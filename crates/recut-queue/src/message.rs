//! Queue message payload.

use serde::{Deserialize, Serialize};

use recut_models::{JobId, JobKind, MediaId};

/// The compact message carried on the stream. The authoritative `Job` record
/// (input, attempt, status) lives in the registry; the message only names it.
#[derive(Debug, Clone, PartialEq, Serialize, Deserialize)]
pub struct QueuedJob {
    pub job_id: JobId,
    pub media_id: MediaId,
    pub kind: JobKind,
    /// Attempt number of the registry job this message delivers
    pub attempt: u32,
}

impl QueuedJob {
    pub fn new(job_id: JobId, media_id: MediaId, kind: JobKind, attempt: u32) -> Self {
        Self {
            job_id,
            media_id,
            kind,
            attempt,
        }
    }

    /// Deduplication key: one pending message per logical job attempt.
    ///
    /// Enrichment kinds produce one output per media, so their key is
    /// `(kind, media, attempt)` and duplicate submissions collapse. Plan and
    /// apply jobs are distinct per request and key on the job ID. Retried
    /// attempts always get a fresh key so the supervisor's successor is
    /// never swallowed by the dedup guard.
    pub fn idempotency_key(&self) -> String {
        match self.kind {
            JobKind::PlanHeuristic | JobKind::PlanStory | JobKind::ApplyPlan => {
                format!("{}:{}", self.kind.as_str(), self.job_id.as_str())
            }
            _ => format!(
                "{}:{}:{}",
                self.kind.as_str(),
                self.media_id.as_str(),
                self.attempt
            ),
        }
    }
}

#[cfg(test)]
mod tests {
    use super::*;

    #[test]
    fn test_idempotency_key_varies_by_attempt() {
        let media = MediaId::from_string("m-1");
        let a = QueuedJob::new(JobId::new(), media.clone(), JobKind::Transcribe, 1);
        let b = QueuedJob::new(JobId::new(), media.clone(), JobKind::Transcribe, 2);
        let c = QueuedJob::new(JobId::new(), media, JobKind::DetectSilence, 1);
        assert_ne!(a.idempotency_key(), b.idempotency_key());
        assert_ne!(a.idempotency_key(), c.idempotency_key());
        assert_eq!(a.idempotency_key(), "transcribe:m-1:1");
    }

    #[test]
    fn test_plan_jobs_key_on_job_id() {
        let media = MediaId::from_string("m-1");
        let a = QueuedJob::new(
            JobId::from_string("j-1"),
            media.clone(),
            JobKind::PlanStory,
            1,
        );
        let b = QueuedJob::new(JobId::from_string("j-2"), media, JobKind::PlanStory, 1);
        // Two story-plan requests for the same media never collide.
        assert_ne!(a.idempotency_key(), b.idempotency_key());
        assert_eq!(a.idempotency_key(), "plan_story:j-1");
    }
}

**Work instructions**: Within this data, count the lines that include the string "message" and write the number with nothing else.

**Result below**: 6